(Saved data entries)
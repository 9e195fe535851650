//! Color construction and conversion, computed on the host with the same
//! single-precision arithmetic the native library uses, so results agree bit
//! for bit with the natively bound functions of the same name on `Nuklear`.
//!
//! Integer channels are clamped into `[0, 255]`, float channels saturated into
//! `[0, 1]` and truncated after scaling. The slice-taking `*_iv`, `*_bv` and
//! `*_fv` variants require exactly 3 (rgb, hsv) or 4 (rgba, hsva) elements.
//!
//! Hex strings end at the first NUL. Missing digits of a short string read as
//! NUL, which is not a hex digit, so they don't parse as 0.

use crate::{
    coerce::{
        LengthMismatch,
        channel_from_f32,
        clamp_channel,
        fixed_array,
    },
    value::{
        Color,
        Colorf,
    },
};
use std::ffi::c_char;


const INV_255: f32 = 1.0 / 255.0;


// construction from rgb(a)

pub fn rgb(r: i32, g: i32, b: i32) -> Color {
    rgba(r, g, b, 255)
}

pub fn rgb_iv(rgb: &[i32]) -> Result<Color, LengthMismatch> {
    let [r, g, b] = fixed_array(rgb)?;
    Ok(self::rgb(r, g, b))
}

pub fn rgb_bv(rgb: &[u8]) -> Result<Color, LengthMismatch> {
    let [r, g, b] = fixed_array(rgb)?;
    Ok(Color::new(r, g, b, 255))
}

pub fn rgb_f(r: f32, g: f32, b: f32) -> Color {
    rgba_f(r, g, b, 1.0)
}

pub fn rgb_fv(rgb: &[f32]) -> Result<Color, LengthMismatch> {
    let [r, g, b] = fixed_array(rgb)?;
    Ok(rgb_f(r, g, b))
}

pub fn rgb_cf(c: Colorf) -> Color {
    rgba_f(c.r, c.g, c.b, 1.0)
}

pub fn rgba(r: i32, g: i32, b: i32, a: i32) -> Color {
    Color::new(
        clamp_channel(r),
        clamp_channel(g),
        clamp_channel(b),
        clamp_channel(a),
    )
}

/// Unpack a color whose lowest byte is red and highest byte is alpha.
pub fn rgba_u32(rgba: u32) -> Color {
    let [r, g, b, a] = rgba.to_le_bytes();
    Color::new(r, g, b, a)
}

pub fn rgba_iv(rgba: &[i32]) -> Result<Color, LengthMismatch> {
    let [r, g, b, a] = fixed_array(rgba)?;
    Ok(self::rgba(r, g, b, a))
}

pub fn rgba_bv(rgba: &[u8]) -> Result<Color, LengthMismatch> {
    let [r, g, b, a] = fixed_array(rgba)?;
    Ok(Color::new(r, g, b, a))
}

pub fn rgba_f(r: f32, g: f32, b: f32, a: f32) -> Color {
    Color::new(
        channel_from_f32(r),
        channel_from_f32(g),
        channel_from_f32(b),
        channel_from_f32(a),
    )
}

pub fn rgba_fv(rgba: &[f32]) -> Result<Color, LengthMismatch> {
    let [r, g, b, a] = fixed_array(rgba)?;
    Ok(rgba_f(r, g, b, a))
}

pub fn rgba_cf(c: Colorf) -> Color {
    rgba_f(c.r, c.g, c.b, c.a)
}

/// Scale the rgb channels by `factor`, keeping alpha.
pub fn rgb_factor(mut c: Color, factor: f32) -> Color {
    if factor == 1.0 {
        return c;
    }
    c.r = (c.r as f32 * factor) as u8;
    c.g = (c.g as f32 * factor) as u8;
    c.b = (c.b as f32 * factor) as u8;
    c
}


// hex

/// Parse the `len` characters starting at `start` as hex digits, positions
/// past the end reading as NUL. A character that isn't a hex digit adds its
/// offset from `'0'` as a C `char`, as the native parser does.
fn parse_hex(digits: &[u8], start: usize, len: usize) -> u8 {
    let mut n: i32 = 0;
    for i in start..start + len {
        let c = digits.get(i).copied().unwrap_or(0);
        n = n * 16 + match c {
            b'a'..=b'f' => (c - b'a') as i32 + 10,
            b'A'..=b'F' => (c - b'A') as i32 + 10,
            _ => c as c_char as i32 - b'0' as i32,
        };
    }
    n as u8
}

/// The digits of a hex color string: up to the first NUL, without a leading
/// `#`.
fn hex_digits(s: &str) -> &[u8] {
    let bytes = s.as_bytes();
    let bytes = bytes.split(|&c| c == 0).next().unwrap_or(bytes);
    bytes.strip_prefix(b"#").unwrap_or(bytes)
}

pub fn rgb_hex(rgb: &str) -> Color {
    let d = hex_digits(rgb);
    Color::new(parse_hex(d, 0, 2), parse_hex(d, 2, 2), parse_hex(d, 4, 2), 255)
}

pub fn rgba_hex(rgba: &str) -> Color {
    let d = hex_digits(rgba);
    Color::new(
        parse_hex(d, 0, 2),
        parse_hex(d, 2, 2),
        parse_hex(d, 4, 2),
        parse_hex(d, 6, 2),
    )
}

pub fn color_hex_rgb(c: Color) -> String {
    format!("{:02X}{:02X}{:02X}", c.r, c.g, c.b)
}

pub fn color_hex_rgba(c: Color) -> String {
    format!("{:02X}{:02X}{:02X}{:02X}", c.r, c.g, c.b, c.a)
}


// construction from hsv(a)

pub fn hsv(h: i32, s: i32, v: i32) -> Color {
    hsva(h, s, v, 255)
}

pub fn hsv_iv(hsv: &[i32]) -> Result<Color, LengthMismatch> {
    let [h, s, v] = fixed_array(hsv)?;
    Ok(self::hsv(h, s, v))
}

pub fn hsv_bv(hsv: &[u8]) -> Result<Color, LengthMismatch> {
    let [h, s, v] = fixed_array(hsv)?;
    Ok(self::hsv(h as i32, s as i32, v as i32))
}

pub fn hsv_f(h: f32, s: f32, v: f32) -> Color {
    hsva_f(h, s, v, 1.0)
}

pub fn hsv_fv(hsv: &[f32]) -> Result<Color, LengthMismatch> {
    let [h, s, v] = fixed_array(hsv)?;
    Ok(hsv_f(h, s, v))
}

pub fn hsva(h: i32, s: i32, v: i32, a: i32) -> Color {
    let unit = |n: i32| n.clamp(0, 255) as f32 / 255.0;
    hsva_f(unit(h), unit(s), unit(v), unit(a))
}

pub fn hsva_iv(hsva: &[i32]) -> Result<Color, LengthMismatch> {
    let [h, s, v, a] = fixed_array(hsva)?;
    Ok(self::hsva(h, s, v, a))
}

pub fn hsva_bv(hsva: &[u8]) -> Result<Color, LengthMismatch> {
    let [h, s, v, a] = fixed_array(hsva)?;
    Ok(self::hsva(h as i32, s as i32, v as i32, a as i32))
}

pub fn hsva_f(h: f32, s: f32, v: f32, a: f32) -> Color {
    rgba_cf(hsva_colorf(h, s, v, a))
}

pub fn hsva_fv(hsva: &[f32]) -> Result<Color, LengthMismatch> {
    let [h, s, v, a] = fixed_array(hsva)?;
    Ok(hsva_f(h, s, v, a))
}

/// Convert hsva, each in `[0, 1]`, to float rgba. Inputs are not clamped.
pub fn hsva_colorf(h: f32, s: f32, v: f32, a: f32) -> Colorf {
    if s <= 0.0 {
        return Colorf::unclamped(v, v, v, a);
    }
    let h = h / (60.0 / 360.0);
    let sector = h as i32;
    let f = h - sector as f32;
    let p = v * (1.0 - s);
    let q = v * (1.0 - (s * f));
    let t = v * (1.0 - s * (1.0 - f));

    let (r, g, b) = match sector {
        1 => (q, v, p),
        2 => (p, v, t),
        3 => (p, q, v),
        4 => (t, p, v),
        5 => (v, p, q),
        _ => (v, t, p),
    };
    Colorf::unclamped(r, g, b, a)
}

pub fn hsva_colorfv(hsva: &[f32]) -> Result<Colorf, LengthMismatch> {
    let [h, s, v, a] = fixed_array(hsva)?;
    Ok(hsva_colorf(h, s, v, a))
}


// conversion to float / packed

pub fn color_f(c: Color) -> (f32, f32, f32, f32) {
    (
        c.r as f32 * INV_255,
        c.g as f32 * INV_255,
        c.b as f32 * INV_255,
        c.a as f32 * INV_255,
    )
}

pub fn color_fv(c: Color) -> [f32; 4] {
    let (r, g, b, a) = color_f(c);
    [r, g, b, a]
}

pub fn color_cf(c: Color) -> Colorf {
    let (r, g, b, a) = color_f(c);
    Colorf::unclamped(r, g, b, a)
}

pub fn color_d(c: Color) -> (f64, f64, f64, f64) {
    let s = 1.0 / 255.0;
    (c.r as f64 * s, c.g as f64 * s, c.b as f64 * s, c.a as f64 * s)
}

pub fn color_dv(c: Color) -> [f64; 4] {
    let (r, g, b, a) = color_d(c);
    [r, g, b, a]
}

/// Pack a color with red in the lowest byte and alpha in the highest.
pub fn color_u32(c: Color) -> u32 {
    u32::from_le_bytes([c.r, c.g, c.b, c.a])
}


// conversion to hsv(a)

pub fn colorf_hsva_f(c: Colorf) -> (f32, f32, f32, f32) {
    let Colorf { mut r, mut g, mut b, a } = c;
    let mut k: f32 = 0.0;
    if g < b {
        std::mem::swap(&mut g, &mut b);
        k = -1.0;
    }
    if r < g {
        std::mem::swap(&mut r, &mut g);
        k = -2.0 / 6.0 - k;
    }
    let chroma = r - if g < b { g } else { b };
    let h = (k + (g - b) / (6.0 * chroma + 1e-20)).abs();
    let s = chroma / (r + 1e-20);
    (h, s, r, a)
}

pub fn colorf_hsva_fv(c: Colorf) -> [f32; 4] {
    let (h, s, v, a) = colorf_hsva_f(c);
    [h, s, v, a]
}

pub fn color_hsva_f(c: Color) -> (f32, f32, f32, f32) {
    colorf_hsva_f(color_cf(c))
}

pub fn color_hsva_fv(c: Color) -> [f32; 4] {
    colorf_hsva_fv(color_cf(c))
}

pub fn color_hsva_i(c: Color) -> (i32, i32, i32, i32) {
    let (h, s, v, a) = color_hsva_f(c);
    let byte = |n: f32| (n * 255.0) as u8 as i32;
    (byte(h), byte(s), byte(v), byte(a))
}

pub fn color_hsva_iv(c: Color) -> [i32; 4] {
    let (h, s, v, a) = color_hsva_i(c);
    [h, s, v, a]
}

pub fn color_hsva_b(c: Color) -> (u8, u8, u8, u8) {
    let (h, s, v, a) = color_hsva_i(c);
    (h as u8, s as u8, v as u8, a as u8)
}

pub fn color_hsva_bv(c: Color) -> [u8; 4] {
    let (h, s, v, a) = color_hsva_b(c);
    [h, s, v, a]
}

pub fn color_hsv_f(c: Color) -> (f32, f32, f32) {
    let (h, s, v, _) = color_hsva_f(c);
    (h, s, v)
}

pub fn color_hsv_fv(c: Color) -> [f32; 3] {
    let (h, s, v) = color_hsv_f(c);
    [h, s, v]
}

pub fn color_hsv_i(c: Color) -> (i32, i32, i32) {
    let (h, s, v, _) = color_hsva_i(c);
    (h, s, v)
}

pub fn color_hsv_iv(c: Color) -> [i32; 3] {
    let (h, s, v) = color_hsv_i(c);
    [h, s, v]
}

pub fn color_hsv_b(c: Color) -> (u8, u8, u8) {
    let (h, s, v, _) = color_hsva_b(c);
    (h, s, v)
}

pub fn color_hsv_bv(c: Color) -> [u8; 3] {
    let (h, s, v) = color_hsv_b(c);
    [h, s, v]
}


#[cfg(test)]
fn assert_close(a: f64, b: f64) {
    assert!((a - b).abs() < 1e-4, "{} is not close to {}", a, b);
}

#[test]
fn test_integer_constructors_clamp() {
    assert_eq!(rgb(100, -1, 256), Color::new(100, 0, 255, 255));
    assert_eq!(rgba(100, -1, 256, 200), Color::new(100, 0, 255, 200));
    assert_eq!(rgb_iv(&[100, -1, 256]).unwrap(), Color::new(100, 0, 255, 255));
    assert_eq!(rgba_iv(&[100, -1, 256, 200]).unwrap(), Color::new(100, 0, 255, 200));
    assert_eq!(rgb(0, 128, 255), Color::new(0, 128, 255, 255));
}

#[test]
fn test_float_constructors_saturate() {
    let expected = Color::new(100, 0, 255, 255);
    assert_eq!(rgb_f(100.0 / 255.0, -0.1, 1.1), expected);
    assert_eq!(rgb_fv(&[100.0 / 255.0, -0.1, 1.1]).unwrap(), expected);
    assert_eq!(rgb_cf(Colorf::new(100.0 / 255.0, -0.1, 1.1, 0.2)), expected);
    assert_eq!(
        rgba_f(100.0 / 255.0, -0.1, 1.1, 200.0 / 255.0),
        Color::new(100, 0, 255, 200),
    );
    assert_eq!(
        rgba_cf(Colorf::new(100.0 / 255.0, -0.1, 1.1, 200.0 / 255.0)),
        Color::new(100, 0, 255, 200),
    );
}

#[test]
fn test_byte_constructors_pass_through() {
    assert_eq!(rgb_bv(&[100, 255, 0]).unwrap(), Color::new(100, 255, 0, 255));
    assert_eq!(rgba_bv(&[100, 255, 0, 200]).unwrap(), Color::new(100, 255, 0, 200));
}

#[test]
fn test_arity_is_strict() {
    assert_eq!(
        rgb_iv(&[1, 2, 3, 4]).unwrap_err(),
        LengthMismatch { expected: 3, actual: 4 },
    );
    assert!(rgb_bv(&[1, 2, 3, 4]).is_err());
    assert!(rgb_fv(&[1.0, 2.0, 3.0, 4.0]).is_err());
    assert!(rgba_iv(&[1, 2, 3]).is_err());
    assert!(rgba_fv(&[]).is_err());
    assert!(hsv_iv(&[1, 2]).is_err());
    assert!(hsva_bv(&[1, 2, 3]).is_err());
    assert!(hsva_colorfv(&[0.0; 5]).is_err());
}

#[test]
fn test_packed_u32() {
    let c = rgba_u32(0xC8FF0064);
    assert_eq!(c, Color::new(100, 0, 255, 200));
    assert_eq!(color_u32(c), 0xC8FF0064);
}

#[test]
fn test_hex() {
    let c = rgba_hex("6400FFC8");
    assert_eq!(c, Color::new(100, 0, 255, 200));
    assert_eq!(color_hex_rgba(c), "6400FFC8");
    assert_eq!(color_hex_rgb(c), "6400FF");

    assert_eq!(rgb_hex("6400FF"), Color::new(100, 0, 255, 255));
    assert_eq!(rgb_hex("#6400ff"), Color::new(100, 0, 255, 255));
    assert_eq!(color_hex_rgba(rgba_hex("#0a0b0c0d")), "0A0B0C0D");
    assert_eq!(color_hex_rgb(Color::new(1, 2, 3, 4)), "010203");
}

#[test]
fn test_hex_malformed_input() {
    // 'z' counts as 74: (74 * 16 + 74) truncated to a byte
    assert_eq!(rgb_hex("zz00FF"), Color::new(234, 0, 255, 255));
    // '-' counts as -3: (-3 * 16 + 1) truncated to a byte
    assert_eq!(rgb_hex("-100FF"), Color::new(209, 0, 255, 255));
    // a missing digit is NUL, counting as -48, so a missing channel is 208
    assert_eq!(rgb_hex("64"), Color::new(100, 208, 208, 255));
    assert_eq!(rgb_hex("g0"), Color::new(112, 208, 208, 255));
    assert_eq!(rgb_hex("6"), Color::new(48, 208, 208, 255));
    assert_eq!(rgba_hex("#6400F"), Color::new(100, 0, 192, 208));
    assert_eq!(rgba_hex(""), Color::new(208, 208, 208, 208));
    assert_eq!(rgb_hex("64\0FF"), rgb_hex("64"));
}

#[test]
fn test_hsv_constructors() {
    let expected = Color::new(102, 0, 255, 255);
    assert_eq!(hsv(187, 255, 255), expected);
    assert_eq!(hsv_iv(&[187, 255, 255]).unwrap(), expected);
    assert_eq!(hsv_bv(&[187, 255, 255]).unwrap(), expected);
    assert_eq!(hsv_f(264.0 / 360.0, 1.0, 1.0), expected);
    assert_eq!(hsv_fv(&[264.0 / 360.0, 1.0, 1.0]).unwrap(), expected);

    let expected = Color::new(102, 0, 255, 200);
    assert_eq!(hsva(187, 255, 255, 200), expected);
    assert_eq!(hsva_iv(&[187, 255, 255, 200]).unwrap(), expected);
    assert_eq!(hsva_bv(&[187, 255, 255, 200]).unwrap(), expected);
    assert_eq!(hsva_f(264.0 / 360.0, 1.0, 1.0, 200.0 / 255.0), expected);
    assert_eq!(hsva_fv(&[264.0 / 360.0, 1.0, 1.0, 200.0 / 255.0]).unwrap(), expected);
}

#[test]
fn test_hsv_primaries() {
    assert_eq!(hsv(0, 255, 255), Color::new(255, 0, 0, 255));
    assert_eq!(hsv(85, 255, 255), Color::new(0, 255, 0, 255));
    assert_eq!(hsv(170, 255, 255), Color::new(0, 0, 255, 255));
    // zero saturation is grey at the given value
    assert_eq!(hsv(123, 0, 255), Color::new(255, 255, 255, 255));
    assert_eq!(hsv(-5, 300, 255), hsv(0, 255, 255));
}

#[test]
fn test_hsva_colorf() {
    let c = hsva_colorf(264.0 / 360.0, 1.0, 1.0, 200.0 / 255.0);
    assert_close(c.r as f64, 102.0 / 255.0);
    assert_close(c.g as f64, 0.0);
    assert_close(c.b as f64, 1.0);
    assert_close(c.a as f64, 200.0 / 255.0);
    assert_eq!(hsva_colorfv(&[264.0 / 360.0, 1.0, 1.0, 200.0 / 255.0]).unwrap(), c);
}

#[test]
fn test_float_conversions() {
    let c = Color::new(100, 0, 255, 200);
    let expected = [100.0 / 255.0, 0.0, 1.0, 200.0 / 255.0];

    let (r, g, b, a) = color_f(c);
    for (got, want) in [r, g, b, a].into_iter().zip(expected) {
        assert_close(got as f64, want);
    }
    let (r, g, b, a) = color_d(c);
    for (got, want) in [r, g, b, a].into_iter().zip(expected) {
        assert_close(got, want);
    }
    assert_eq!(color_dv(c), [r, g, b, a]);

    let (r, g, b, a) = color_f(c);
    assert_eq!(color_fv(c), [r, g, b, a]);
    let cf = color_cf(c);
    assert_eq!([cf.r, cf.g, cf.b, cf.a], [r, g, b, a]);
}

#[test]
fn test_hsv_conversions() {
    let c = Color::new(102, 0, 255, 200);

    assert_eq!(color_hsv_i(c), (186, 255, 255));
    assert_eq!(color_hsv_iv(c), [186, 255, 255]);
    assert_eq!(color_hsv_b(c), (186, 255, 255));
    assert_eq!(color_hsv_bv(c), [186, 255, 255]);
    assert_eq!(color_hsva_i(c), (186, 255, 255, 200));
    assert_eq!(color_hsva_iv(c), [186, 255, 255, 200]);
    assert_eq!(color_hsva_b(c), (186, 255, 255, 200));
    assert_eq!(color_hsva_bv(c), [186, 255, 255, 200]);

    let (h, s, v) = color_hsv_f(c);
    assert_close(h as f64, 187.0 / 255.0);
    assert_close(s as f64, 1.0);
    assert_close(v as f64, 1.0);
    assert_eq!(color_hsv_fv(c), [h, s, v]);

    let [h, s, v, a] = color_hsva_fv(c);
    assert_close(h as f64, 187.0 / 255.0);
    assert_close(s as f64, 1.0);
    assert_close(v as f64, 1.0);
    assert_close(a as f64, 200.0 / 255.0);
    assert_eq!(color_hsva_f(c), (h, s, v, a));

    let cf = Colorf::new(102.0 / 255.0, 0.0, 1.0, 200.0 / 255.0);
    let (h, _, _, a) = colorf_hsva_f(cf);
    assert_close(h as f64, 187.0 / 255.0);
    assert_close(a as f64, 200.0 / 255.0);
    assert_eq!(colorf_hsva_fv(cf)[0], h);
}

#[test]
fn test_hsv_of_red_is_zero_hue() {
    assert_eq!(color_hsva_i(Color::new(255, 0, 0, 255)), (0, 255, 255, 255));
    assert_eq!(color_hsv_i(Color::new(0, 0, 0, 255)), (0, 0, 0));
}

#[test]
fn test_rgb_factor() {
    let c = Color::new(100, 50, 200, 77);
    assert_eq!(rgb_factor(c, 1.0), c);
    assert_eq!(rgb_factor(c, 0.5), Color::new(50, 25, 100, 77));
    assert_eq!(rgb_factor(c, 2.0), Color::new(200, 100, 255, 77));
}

__Task item__. In the entries above, how many lines hold the word "unit"? Answer with the number only.

__Task output__. 2